DESCRIPTION OF THE TASK:
In the data, find each line where the word "decision" appears and list that line.

(Collected data entries)
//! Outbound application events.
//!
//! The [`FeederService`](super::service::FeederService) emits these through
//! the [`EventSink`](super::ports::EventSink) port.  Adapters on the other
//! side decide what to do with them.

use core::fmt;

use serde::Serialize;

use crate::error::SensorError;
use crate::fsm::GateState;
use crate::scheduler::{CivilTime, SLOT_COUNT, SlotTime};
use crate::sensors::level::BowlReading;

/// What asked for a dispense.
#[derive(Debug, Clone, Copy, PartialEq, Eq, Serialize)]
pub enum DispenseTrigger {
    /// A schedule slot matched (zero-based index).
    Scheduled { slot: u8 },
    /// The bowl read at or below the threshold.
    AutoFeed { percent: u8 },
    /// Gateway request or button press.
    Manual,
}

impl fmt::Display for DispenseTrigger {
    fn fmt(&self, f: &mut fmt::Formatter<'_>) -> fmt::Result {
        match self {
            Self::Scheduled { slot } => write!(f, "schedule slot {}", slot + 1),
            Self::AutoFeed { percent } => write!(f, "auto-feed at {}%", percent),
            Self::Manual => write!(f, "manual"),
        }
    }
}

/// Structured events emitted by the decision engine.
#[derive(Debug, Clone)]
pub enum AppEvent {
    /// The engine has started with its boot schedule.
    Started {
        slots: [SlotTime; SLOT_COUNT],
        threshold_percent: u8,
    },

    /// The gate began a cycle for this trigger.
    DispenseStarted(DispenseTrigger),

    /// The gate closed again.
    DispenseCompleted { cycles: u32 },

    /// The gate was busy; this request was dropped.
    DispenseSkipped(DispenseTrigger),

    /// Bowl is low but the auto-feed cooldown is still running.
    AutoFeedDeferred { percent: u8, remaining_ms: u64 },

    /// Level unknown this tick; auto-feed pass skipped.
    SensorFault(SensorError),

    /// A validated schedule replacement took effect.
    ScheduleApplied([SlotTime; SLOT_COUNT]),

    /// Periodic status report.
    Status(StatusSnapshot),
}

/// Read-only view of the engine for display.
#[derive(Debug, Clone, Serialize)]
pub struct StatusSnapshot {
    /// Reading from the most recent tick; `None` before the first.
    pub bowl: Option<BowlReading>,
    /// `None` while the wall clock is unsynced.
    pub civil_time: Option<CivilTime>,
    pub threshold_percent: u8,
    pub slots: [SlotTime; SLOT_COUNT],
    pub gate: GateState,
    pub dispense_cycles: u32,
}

--

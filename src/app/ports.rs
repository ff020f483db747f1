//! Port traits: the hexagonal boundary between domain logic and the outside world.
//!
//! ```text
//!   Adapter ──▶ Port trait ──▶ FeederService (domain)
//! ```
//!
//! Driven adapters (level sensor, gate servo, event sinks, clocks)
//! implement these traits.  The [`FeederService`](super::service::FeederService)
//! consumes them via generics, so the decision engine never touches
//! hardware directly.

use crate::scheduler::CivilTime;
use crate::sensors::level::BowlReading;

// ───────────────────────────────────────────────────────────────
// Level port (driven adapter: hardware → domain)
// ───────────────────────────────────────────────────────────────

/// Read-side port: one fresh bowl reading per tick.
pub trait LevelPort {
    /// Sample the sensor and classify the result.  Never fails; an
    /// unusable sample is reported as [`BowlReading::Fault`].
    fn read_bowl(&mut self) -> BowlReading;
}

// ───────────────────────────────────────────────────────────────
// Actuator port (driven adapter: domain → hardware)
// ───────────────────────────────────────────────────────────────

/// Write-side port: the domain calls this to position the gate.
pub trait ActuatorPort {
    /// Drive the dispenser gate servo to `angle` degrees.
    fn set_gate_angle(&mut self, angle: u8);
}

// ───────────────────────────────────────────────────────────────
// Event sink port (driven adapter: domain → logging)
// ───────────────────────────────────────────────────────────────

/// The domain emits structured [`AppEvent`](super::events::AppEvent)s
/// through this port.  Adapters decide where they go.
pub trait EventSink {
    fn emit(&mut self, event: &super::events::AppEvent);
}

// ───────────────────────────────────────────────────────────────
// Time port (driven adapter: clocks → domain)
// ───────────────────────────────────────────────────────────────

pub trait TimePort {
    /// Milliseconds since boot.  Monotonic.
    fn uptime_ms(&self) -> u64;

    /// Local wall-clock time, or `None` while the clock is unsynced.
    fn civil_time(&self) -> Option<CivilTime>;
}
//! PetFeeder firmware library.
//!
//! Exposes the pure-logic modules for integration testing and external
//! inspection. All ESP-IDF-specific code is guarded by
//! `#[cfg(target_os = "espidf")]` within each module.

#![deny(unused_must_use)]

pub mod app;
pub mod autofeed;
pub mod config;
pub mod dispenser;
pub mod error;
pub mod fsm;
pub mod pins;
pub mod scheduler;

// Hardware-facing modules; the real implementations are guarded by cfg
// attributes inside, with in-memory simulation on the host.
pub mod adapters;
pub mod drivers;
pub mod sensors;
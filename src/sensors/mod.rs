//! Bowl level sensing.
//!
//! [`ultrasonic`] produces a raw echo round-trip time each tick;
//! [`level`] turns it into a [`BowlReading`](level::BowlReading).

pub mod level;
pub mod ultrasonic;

RESPONSE AREA:
/// Structured events emitted by the decision engine.
//! consumes them via generics, so the decision engine never touches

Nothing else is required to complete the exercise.